Hans Viardot und ich nahmen vor einem Gartenhäuschen Platz und beobachteten das Gewusel der Bienen auf den Blüten. An diesem Tag waren kaum Hummeln zu sehen. Der ehemalige Landarzt, der von 1973 bis 2005 eine Praxis in Tegernau führte, erklärte sich das mit der Hitze. An anderen Tagen habe er mehr als 20 Hummeln auf einer Fläche von etwa einem Quadratmeter gesehen. Man sah es dem kranken Arzt an, wie er sich über die Natur in seinem Garten freute. Besonders schön anzusehen, waren die Schmetterlinge, die hier herumflogen und Nektar saugten. Zu sehen waren Heufalter, Kohlweißlinge, Zitronenfalter, der kleine Fuchs und das Schachbrett (Damenbrett). Hans Viardot bemerkte, dass er auf seiner Wiese keinen Dünger verwendet und nur alle 2 Jahre Kalk gegen den sauren Regen ausstreut. Auch hat er nie den Boden vertikuliert. „Dadurch bleiben Bodenbakterien und Regenwürmer im Boden und auch Moos erhalten.“ Er war stolz auf seine Naturwiese und wurde immer wieder mit einer prächtigen Blumenwiese belohnt.

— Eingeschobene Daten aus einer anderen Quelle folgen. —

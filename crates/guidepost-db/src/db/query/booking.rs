//! Ledger queries for bookings.

use chrono::{DateTime, Utc};
use diesel::prelude::*;
use diesel_async::RunQueryDsl;

use crate::db::connection::DbConnection;
use crate::db::enums::{BookingChannel, BookingStatus};
use crate::db::schema::booking;
use crate::model::booking::{Booking, NewBooking};

/// ## Summary
/// Loads all bookings whose status occupies a slot (`confirmed`,
/// `in_progress`), ordered by visit date and time.
///
/// ## Errors
/// Returns a database error if the query fails.
pub async fn occupying(conn: &mut DbConnection<'_>) -> diesel::QueryResult<Vec<Booking>> {
    booking::table
        .filter(booking::status.eq_any(BookingStatus::OCCUPYING.to_vec()))
        .order((booking::visit_date.asc(), booking::visit_time.asc()))
        .select(Booking::as_select())
        .load(conn)
        .await
}

/// ## Summary
/// Looks up a booking by id.
///
/// ## Errors
/// Returns a database error if the query fails.
pub async fn by_id(
    conn: &mut DbConnection<'_>,
    id: uuid::Uuid,
) -> diesel::QueryResult<Option<Booking>> {
    booking::table
        .find(id)
        .select(Booking::as_select())
        .first(conn)
        .await
        .optional()
}

/// ## Summary
/// Looks up a booking by its idempotency key `(channel, external_reference)`.
///
/// ## Errors
/// Returns a database error if the query fails.
pub async fn by_external_key(
    conn: &mut DbConnection<'_>,
    channel: BookingChannel,
    reference: &str,
) -> diesel::QueryResult<Option<Booking>> {
    booking::table
        .filter(booking::channel.eq(channel))
        .filter(booking::external_reference.eq(reference))
        .select(Booking::as_select())
        .first(conn)
        .await
        .optional()
}

/// ## Summary
/// Creates or updates a booking keyed by `(channel, external_reference)`
/// in one atomic statement.
///
/// On conflict the mutable fields (visit date/time, duration, people
/// count, `updated_at`) take the incoming values; `status` and
/// `created_at` are left untouched, so the idempotency invariant holds
/// under concurrent deliveries.
///
/// ## Errors
/// Returns a database error if the statement fails.
pub async fn upsert_external(
    conn: &mut DbConnection<'_>,
    new: &NewBooking<'_>,
) -> diesel::QueryResult<Booking> {
    use diesel::upsert::excluded;

    diesel::insert_into(booking::table)
        .values(new)
        .on_conflict((booking::channel, booking::external_reference))
        .do_update()
        .set((
            booking::visit_date.eq(excluded(booking::visit_date)),
            booking::visit_time.eq(excluded(booking::visit_time)),
            booking::duration_minutes.eq(excluded(booking::duration_minutes)),
            booking::number_of_people.eq(excluded(booking::number_of_people)),
            booking::updated_at.eq(excluded(booking::updated_at)),
        ))
        .returning(Booking::as_select())
        .get_result(conn)
        .await
}

/// ## Summary
/// Compare-and-swap status update: applies `expected → next` only if the
/// row still holds `expected`.
///
/// ## Returns
/// The number of rows updated (0 when the booking changed concurrently
/// or does not exist).
///
/// ## Errors
/// Returns a database error if the statement fails.
pub async fn update_status_if(
    conn: &mut DbConnection<'_>,
    id: uuid::Uuid,
    expected: BookingStatus,
    next: BookingStatus,
    at: DateTime<Utc>,
) -> diesel::QueryResult<usize> {
    diesel::update(booking::table.find(id))
        .filter(booking::status.eq(expected))
        .set((booking::status.eq(next), booking::updated_at.eq(at)))
        .execute(conn)
        .await
}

Hans Viardot war immer ideenreich und ein Naturfreund. Auf einem freien Platz wollte er seine Lieblingspflanze, den Roten Fingerhut (Digitalis purpurea) und besondere Blütenpflanzen aussäen.

 

Geschenk vom Nobelpreisträger
Im Garten oberhalb der Brunellen steht eine prächtige Chilenische Schmucktanne, die zur Praxiseröffnung 1973 gepflanzt wurde. Die Tanne (Andentanne) zählt zu den ältesten lebenden Pflanzenarten. Sie erreicht eine Höhe von 10 bis 18 Metern. Die essbaren Samen ähneln den Mandeln. Die Nadeln des Baumes sind sehr breit, hart und messerscharf.

Neben der Terrasse ist ein interessanter Baum zu sehen. Es handelte sich um eine Metasequoia (Urwaldmammutbaum). Dieser Baum gilt als lebendes Fossil. Der Baum wurde erst 1941 in einer unzulänglichen Bergregion in der Volksrepublik China entdeckt. Vorher waren schon Fossilienfunde bekannt. Das ursprünglich kleine Bäumchen, das von der Insel Mainau stammte, erhielt Hans Viardot in den 70er Jahren vom Nobelpreisträger Prof. Dr. Werner Forßmann (1904 in Berlin geboren, 1979 in Schopfheim gestorben) als Dank. Hans Viardot war mit Prof. Forßmann befreundet und auch sein langjähriger ärztlicher Betreuer. Der Mediziner Forßmann führte 1929 an sich selbst die erste publizierte und über ein Röntgenbild dokumentierte Herzkatheterisierung beim Menschen durch. 1956 erhielt er zusammen mit zwei anderen Medizinern den Nobelpreis für Physiologie und Medizin. Prof. Forßmann war übrigens der erste deutsche Nobelpreisträger nach dem Zweiten Weltkrieg.